During the late 1950s and early 1960s there were several galleries in the area exhibiting related work — including the Franz Bader Gallery, Barnett-Aden Gallery and the Washington Gallery of Modern Art — but it was the Jefferson Place Gallery where Meyer found opportunity. She came to know the director, Alice Denney, as well as other artists who exhibited there, including Kenneth Noland, Ben Summerford, Robert Gates, and Mary Orwen. Meyer would, for a short time in 1960 or 1961, share a studio with Orwen and close friend Anne Truitt.

Lotus by Kenneth Noland, 1962. Used by permission of the Hirshhorn Museum and Sculpture Garden, all rights reserved.

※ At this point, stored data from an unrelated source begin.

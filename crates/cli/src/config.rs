use std::collections::HashMap;
use std::path::{Path, PathBuf};
use std::time::Duration;

use floorplan_core::{AliasTable, DomainFilter};
use floorplan_hass::DEFAULT_SNAPSHOT_TIMEOUT;
use floorplan_sync::SyncConfig;
use serde::Deserialize;

#[derive(Debug, thiserror::Error)]
pub enum ConfigError {
    #[error("reading {path}: {source}")]
    Read { path: PathBuf, #[source] source: std::io::Error },
    #[error("parsing {path}: {source}")]
    Parse { path: PathBuf, #[source] source: serde_yaml::Error },
    #[error("missing required setting: {0}")]
    Missing(&'static str),
}

/// On-disk settings. Every key is optional; `url` and `token` must come from somewhere.
#[derive(Debug, Clone, Default, Deserialize)]
#[serde(default)]
pub struct Config {
    pub url: String,
    pub token: String,
    /// SVG floorplan whose element ids are the render targets.
    pub floorplan: Option<PathBuf>,
    /// entity id -> element id
    pub mapping: HashMap<String, String>,
    pub domains: Vec<String>,
    pub reconnect_secs: Option<u64>,
    pub snapshot_timeout_secs: Option<u64>,
    pub queue_capacity: Option<usize>,
}

impl Config {
    pub fn from_yaml(path: &Path, text: &str) -> Result<Self, ConfigError> {
        serde_yaml::from_str(text).map_err(|source| ConfigError::Parse { path: path.to_path_buf(), source })
    }

    pub fn load(path: &Path) -> Result<Self, ConfigError> {
        let text = std::fs::read_to_string(path).map_err(|source| ConfigError::Read { path: path.to_path_buf(), source })?;
        let mut cfg = Self::from_yaml(path, &text)?;
        // Relative floorplan paths are resolved against the config file's directory.
        if let (Some(fp), Some(dir)) = (cfg.floorplan.as_ref(), path.parent()) {
            if fp.is_relative() {
                cfg.floorplan = Some(dir.join(fp));
            }
        }
        Ok(cfg)
    }

    /// Load `path`, tolerating a missing file when the connection settings come from flags.
    pub fn load_or_default(path: &Path, have_overrides: bool) -> Result<Self, ConfigError> {
        match Self::load(path) {
            Err(ConfigError::Read { source, .. }) if have_overrides && source.kind() == std::io::ErrorKind::NotFound => {
                Ok(Self::default())
            }
            other => other,
        }
    }

    pub fn with_overrides(mut self, url: Option<String>, token: Option<String>) -> Self {
        if let Some(url) = url {
            self.url = url;
        }
        if let Some(token) = token {
            self.token = token;
        }
        self
    }

    pub fn validate(&self) -> Result<(), ConfigError> {
        if self.url.trim().is_empty() {
            return Err(ConfigError::Missing("url"));
        }
        if self.token.trim().is_empty() {
            return Err(ConfigError::Missing("token"));
        }
        Ok(())
    }

    pub fn aliases(&self) -> AliasTable { AliasTable::new(self.mapping.clone()) }

    pub fn domain_filter(&self) -> DomainFilter { DomainFilter::new(self.domains.iter().cloned()) }

    /// File values first, then `FLOORPLAN_SNAPSHOT_TIMEOUT_SECS`.
    pub fn snapshot_timeout(&self) -> Duration {
        std::env::var("FLOORPLAN_SNAPSHOT_TIMEOUT_SECS")
            .ok()
            .and_then(|s| s.parse::<u64>().ok())
            .or(self.snapshot_timeout_secs)
            .map(Duration::from_secs)
            .unwrap_or(DEFAULT_SNAPSHOT_TIMEOUT)
    }

    /// Defaults, then file values, then the `FLOORPLAN_*` env knobs.
    pub fn sync_config(&self) -> SyncConfig {
        let mut cfg = SyncConfig::default();
        if let Some(secs) = self.reconnect_secs {
            cfg = cfg.with_reconnect_delay(Duration::from_secs(secs));
        }
        if let Some(cap) = self.queue_capacity {
            cfg = cfg.with_queue_capacity(cap);
        }
        cfg.apply_env()
    }
}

Meyer’s large scale, colorful abstract paintings exhibited at Jefferson Place Gallery fit within the modus operandi of the group associated with the Washington Color School. Her highly abstract compositions with flat applications of vibrant color that emit an energy and radiate off the canvas compare to Noland’s concentric circle paintings from this time, Morris Louis’s Unfurled canvases, and Paul Reed’s circles surrounded by fields of color. While at the time of her murder Meyer’s work was not commonly included in exhibitions with other artists, her paintings are easily connected to the work of her contemporaries.

Meyer was an artist who took her work seriously, and she was part of a tight-knit artistic community. She was an experimental artist who used various materials such as linen and acrylic in her practice. More scholarship on her paintings could determine her role as an influential member of a radical group.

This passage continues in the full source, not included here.